ACTIVITY:
Among the entries below, find every line that contains the string "handles", then copy it.

RECORDS FOR THE EXERCISE:
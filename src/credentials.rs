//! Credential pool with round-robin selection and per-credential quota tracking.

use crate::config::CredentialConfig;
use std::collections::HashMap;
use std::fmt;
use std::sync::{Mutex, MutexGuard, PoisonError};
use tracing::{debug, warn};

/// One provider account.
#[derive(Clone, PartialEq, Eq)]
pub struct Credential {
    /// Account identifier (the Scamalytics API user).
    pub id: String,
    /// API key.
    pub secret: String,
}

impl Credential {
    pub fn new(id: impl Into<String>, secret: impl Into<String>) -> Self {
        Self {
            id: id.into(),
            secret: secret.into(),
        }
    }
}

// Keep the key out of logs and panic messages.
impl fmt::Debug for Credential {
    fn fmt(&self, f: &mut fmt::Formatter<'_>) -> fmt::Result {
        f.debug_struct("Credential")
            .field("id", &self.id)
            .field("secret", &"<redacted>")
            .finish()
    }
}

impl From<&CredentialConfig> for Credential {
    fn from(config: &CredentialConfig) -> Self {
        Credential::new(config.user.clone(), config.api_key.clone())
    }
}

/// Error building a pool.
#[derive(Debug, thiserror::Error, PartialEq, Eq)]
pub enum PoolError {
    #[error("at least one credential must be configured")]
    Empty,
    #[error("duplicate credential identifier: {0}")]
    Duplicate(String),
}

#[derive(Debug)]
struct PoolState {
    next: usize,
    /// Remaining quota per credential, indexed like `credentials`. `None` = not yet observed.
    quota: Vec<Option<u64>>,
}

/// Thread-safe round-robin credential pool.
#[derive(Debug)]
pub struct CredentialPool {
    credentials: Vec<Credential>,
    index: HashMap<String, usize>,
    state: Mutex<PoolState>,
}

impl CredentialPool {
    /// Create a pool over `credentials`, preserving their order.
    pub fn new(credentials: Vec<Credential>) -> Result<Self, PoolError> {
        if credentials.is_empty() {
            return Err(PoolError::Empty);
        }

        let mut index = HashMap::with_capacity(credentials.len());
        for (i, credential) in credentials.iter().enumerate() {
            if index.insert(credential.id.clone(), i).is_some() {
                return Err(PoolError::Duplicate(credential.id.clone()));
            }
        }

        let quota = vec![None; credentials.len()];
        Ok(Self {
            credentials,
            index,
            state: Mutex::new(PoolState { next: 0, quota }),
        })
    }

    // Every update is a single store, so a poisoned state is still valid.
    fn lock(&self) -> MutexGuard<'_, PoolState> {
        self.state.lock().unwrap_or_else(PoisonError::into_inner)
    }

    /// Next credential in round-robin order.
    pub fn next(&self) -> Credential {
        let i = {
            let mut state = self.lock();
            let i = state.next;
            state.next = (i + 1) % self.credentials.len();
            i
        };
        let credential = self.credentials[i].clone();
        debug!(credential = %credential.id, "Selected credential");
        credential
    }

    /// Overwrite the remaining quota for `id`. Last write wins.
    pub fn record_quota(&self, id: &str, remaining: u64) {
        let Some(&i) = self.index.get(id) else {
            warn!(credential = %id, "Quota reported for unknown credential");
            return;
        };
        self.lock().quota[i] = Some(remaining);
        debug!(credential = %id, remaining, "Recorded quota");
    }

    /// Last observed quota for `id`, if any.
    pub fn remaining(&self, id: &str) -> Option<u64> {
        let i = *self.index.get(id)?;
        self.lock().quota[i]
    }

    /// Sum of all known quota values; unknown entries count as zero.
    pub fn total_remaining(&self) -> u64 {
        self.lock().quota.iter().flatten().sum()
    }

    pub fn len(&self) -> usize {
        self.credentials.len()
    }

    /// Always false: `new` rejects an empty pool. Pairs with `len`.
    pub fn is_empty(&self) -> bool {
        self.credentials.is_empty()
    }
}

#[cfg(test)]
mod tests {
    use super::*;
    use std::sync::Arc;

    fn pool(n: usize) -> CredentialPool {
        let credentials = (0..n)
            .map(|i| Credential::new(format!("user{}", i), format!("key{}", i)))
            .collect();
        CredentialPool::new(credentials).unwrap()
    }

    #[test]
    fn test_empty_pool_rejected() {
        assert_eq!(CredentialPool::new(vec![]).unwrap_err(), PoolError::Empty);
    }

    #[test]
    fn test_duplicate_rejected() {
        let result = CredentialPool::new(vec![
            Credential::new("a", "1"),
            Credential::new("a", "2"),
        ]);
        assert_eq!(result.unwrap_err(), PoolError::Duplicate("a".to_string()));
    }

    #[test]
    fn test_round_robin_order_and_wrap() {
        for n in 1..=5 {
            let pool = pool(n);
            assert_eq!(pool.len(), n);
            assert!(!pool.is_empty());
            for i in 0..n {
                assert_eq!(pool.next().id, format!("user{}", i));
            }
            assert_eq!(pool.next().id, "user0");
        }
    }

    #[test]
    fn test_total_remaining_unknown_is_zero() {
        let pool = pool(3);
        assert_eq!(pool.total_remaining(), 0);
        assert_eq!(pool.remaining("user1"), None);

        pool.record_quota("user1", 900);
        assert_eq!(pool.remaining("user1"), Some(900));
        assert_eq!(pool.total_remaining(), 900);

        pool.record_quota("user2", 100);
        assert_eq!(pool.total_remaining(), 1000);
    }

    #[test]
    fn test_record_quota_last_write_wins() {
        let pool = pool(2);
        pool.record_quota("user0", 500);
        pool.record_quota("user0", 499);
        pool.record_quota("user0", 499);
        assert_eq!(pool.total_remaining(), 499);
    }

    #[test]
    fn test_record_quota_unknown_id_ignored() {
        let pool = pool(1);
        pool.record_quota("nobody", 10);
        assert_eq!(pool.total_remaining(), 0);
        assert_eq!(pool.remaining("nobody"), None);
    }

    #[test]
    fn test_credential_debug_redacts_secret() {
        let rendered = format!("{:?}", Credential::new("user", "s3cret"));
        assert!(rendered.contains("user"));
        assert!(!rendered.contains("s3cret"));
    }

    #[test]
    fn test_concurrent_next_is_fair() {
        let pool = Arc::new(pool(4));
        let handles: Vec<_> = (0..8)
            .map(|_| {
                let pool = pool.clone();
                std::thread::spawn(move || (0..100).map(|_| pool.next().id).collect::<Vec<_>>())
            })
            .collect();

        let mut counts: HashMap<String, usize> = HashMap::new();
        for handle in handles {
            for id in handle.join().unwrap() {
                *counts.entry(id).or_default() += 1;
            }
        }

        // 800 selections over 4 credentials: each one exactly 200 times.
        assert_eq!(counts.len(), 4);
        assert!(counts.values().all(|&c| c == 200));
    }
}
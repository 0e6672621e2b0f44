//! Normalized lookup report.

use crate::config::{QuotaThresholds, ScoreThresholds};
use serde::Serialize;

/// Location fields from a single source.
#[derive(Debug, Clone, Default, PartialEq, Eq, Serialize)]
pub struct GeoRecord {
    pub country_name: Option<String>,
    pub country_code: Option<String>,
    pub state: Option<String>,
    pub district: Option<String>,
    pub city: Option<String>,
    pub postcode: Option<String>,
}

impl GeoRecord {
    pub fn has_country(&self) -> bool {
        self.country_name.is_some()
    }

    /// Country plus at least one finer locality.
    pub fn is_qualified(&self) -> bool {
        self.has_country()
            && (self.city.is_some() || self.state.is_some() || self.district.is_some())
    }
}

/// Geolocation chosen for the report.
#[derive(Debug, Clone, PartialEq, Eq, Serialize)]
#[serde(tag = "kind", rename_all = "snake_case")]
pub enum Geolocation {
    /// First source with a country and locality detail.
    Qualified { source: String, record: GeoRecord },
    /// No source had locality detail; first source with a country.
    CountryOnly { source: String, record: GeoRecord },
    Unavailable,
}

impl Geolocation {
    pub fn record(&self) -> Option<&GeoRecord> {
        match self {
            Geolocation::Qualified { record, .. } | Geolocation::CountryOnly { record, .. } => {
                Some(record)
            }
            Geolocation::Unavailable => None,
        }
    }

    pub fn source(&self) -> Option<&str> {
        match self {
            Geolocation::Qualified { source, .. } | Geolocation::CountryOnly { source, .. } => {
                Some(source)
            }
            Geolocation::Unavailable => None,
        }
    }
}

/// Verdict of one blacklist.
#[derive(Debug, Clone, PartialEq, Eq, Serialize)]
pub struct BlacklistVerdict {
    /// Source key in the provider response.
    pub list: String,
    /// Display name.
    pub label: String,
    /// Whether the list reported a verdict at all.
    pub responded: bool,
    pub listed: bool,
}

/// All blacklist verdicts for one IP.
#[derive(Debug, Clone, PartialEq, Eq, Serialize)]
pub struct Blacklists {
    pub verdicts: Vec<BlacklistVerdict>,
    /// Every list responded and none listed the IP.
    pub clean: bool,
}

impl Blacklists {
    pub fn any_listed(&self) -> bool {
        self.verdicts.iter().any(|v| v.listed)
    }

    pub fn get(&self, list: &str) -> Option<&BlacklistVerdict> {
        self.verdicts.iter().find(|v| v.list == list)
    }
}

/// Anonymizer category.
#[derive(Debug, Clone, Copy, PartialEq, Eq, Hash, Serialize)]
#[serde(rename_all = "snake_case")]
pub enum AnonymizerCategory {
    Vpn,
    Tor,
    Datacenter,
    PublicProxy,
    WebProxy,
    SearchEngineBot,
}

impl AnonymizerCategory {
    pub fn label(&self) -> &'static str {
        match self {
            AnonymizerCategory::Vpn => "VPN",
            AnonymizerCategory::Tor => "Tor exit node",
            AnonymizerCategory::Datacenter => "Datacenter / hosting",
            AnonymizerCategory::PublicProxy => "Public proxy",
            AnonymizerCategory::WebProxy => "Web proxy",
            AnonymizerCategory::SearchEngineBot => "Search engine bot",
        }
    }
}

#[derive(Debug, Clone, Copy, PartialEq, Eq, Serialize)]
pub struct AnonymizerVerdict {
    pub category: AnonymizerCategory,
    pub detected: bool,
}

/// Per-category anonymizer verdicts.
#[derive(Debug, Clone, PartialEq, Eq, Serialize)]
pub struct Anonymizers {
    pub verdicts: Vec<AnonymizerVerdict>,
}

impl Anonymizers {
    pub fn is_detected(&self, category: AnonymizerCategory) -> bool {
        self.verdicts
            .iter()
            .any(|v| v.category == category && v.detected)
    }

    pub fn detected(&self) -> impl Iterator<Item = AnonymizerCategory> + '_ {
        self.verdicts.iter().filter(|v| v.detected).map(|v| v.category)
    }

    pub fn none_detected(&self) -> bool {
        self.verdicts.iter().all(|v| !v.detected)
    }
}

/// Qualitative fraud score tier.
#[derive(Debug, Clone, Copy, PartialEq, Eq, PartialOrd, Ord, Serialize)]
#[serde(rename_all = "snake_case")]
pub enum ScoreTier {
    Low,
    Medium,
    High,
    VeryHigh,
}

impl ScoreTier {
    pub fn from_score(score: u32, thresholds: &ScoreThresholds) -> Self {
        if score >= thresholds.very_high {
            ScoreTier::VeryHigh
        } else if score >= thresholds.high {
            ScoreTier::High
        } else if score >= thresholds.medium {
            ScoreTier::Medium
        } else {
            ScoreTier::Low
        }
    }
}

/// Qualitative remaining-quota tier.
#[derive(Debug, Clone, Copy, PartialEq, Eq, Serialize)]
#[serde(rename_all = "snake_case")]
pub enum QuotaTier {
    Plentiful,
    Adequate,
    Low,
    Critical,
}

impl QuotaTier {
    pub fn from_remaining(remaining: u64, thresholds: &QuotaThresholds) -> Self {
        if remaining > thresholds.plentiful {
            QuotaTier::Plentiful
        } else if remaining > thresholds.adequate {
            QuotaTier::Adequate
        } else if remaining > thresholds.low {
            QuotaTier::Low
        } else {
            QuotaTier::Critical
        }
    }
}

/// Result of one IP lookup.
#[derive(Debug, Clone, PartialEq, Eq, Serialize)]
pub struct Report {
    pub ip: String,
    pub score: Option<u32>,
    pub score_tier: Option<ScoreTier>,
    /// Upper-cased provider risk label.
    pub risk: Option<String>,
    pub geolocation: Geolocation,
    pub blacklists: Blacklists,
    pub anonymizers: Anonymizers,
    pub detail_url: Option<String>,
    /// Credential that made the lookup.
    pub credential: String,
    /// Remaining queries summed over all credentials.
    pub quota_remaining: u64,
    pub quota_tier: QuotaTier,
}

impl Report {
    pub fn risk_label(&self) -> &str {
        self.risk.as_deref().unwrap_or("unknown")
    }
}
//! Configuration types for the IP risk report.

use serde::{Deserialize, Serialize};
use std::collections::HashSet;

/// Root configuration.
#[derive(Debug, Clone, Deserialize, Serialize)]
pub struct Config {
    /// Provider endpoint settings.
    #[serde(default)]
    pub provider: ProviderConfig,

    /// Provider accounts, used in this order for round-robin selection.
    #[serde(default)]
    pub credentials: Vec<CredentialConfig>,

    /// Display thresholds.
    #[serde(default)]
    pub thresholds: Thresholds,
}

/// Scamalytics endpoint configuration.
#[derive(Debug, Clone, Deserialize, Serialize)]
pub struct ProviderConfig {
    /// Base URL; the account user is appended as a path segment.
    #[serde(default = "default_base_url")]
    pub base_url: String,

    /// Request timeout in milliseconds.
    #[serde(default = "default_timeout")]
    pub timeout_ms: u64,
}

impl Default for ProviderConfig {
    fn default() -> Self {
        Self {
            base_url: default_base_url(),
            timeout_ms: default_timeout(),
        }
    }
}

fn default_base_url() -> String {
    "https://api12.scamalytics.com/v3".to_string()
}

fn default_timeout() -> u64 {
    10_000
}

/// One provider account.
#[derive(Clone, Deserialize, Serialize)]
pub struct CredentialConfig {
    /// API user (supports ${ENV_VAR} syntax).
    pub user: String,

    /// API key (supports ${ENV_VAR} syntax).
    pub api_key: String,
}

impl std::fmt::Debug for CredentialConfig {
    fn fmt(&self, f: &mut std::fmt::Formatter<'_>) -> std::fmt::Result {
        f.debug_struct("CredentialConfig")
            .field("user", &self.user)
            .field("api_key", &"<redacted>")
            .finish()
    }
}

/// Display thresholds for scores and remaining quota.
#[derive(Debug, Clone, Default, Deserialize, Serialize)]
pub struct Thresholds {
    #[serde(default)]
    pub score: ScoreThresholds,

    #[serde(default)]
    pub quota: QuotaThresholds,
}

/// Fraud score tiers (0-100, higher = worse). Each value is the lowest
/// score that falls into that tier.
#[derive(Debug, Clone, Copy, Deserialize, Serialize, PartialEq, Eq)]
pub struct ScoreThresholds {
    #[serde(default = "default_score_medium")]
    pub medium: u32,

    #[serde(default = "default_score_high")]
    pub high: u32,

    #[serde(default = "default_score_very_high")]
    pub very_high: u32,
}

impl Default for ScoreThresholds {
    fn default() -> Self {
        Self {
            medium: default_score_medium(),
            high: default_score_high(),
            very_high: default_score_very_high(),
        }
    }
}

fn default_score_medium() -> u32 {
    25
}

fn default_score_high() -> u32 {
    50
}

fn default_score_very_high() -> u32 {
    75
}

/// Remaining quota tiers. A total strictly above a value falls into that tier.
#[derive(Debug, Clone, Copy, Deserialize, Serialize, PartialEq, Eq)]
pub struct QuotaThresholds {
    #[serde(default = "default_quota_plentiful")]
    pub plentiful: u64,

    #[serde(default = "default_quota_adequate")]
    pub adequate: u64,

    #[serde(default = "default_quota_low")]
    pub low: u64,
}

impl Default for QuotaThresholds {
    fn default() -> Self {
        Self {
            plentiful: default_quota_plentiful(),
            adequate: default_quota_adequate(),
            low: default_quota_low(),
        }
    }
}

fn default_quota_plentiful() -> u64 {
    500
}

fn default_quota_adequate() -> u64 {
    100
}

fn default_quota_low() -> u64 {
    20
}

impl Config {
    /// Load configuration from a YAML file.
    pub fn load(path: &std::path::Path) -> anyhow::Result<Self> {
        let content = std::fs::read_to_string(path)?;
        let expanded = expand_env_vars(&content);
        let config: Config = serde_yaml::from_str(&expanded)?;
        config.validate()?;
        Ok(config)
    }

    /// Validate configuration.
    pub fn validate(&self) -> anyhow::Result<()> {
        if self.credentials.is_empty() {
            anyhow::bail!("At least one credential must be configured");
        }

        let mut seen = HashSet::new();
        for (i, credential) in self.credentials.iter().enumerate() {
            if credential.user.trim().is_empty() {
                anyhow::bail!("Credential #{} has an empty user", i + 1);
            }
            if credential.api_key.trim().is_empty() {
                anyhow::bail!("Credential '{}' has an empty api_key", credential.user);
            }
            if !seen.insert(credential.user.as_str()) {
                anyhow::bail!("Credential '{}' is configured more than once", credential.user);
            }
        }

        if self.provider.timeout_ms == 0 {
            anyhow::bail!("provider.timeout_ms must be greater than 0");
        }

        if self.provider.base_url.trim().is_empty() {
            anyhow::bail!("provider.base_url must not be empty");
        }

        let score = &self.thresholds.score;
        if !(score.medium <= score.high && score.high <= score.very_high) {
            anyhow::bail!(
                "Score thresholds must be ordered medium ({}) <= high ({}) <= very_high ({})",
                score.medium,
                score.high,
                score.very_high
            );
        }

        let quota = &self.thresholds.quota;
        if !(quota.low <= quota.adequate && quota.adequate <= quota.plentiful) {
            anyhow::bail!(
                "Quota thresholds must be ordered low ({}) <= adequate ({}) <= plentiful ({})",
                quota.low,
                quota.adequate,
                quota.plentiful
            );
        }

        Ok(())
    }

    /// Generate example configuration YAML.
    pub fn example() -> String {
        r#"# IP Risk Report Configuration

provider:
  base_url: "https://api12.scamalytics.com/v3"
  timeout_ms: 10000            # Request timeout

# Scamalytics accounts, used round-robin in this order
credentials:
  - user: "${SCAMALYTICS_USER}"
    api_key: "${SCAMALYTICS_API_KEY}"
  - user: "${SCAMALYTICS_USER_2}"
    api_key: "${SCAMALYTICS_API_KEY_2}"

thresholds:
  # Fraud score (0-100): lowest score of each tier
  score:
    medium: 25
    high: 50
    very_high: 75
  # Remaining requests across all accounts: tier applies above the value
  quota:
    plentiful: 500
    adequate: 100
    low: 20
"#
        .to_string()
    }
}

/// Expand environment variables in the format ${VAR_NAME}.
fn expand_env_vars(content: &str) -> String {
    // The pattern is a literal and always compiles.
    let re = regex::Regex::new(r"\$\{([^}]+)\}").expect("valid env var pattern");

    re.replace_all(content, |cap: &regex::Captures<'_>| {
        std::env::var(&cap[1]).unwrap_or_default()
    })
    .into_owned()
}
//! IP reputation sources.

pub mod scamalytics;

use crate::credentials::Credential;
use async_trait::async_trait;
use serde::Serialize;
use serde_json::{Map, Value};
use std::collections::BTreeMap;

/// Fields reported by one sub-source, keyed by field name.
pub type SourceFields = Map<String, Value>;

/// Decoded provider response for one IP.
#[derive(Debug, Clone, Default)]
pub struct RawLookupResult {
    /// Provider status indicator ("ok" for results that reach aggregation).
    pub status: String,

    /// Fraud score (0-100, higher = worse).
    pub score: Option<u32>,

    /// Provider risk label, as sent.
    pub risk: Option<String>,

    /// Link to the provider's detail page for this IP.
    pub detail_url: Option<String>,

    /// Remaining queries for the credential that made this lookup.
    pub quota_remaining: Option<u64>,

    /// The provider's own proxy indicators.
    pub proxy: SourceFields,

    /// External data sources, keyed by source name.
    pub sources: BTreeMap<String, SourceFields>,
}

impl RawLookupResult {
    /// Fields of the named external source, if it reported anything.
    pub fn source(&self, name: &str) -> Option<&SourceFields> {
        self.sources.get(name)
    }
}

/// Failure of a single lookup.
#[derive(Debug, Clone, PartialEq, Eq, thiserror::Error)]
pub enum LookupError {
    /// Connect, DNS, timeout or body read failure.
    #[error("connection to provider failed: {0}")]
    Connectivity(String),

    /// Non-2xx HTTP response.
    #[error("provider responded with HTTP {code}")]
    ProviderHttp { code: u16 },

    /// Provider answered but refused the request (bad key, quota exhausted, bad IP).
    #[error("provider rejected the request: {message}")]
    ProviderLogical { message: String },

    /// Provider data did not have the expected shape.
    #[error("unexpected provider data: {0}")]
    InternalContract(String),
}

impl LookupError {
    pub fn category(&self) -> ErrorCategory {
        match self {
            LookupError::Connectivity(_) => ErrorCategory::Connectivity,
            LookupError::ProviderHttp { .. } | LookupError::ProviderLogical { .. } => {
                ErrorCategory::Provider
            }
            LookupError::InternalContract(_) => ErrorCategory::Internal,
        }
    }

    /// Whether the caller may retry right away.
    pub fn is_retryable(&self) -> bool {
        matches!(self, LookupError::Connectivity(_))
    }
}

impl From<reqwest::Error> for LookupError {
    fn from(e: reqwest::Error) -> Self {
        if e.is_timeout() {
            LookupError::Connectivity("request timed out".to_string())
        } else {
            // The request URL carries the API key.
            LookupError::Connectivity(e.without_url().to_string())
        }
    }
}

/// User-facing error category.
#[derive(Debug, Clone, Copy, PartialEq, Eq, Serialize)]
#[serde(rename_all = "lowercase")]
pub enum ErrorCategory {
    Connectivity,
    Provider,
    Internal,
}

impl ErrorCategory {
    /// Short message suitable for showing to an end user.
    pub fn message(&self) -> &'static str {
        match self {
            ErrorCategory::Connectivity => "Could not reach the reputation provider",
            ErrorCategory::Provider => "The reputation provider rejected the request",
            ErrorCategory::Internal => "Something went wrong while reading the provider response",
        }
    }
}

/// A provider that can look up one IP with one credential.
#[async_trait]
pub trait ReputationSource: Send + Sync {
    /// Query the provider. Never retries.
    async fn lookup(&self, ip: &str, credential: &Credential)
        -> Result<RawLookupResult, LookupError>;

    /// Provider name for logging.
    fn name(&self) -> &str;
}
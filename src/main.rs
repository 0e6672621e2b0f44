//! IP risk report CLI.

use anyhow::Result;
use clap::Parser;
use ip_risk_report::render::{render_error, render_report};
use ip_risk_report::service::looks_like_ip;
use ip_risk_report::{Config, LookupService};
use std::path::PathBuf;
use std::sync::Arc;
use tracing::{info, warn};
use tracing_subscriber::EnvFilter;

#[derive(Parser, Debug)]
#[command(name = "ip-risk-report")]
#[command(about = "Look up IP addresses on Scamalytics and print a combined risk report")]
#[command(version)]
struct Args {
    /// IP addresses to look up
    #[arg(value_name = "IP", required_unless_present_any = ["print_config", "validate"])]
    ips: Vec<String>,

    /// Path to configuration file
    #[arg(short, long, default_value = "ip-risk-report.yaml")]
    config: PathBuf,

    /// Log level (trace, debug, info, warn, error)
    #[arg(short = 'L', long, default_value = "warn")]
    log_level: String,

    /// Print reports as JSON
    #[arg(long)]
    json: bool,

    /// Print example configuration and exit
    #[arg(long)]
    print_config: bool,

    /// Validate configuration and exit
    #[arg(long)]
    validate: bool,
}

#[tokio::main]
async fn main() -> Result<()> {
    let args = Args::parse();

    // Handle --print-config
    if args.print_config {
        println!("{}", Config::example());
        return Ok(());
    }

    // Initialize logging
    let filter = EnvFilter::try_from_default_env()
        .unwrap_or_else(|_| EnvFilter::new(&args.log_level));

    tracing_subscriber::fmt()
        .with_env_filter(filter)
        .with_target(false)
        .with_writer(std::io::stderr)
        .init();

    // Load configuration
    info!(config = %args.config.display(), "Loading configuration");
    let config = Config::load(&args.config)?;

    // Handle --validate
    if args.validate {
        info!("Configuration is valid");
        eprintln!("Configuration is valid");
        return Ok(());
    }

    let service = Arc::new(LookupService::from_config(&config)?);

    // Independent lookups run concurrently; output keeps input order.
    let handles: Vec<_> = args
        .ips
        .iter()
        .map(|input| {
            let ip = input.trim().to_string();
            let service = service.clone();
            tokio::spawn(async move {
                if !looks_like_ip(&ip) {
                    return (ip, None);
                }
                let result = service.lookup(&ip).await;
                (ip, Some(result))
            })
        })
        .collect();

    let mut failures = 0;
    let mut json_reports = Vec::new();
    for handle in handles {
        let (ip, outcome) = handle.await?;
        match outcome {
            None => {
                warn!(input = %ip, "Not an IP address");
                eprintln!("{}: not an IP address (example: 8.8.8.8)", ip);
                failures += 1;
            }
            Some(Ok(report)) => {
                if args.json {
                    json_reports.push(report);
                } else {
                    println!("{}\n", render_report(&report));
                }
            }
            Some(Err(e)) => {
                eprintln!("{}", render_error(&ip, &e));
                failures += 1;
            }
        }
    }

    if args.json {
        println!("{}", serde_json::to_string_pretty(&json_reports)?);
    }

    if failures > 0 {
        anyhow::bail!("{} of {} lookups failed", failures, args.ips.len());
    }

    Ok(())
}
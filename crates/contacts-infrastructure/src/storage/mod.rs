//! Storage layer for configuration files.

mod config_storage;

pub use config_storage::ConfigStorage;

WRITTEN SOLUTION:
        let handles: Vec<_> = (0..8)
        for handle in handles {
    let handles: Vec<_> = args
    for handle in handles {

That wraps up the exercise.